--- ASSIGNED TASK ---
Give a count of the lines below that have the string "CreateCatArgs" in them, with no other words.
# # # #
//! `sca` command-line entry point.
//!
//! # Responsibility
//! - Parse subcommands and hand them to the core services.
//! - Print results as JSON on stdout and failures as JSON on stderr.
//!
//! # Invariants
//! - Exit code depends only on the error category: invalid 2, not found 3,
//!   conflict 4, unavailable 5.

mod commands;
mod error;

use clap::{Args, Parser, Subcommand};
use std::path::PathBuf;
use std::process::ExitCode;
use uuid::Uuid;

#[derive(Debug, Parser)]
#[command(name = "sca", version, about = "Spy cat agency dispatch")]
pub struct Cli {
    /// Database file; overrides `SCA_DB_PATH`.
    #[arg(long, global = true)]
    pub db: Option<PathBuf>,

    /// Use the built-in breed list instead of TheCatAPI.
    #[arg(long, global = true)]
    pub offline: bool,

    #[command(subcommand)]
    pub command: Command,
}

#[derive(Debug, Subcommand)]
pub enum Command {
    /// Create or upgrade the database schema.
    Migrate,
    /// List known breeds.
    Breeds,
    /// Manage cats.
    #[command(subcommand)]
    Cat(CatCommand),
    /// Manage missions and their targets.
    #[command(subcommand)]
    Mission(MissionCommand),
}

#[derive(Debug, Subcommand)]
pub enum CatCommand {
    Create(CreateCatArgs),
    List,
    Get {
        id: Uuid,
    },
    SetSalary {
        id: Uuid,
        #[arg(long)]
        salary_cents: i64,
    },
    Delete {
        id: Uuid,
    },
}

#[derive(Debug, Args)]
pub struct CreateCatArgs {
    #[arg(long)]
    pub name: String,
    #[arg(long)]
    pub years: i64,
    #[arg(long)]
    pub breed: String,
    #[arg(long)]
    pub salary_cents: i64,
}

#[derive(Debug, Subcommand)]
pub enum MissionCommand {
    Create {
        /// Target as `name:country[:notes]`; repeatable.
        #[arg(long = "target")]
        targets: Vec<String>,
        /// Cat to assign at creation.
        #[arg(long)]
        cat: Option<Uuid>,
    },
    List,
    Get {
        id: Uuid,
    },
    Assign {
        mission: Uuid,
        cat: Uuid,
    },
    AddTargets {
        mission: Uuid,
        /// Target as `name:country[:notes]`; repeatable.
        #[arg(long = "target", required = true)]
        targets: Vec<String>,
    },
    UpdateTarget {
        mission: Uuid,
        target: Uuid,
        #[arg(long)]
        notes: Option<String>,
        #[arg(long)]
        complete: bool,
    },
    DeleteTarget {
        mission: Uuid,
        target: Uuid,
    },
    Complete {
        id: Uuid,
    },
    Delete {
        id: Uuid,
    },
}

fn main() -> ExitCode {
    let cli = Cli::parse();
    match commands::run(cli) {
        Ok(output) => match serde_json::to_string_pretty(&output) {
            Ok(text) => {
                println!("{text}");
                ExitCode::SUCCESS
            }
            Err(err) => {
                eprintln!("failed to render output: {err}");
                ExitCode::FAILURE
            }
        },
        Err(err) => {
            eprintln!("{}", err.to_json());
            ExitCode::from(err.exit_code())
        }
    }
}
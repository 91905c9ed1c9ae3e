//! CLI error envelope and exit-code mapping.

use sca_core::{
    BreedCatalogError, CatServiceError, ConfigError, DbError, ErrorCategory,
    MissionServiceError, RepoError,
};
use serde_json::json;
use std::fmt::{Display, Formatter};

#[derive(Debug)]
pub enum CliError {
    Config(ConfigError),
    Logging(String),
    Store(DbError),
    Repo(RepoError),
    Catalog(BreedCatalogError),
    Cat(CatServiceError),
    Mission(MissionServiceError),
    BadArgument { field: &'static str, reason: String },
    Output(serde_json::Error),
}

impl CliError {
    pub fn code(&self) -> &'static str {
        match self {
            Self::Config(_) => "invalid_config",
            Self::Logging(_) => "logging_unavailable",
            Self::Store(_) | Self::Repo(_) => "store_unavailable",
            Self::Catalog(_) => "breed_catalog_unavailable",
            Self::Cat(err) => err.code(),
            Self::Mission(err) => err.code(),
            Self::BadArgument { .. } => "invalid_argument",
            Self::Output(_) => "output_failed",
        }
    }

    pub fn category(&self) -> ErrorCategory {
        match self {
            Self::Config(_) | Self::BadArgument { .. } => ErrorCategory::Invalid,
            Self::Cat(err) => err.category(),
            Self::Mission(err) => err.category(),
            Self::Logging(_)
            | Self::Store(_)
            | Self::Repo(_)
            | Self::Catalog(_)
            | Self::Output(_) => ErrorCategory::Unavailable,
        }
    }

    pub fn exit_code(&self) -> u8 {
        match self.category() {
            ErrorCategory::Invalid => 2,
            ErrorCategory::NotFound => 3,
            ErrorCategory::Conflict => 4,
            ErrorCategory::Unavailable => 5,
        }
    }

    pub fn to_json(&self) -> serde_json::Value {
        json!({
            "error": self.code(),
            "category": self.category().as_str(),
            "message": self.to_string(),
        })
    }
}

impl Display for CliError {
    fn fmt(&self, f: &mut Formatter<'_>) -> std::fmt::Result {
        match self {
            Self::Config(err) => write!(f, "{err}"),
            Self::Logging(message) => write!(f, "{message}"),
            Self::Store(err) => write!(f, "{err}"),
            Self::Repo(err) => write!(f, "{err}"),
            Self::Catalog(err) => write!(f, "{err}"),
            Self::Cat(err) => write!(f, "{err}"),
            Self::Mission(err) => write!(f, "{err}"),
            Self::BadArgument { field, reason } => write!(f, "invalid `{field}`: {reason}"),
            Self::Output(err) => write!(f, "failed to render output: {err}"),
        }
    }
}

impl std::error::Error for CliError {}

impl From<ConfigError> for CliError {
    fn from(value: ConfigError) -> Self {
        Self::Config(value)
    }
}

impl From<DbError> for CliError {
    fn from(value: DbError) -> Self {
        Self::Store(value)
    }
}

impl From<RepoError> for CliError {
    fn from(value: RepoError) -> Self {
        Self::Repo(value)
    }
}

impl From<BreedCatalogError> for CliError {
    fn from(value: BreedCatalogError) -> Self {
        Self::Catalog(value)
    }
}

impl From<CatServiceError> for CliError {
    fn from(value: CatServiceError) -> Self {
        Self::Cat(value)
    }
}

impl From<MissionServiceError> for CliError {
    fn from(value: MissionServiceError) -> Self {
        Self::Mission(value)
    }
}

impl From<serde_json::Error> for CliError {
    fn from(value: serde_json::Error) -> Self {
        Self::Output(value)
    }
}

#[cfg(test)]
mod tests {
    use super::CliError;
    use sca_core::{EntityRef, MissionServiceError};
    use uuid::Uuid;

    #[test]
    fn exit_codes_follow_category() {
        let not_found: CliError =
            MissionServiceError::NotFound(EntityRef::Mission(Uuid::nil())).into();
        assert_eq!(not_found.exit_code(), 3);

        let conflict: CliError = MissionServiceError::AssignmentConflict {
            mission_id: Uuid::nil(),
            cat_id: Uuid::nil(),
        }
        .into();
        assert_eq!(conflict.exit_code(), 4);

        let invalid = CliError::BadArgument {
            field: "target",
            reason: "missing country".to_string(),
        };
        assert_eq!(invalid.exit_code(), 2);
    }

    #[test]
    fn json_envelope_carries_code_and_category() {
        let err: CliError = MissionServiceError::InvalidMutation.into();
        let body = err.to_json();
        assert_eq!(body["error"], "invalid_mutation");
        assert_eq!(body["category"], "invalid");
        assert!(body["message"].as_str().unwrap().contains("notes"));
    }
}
# # # #
--- RESULT ---
2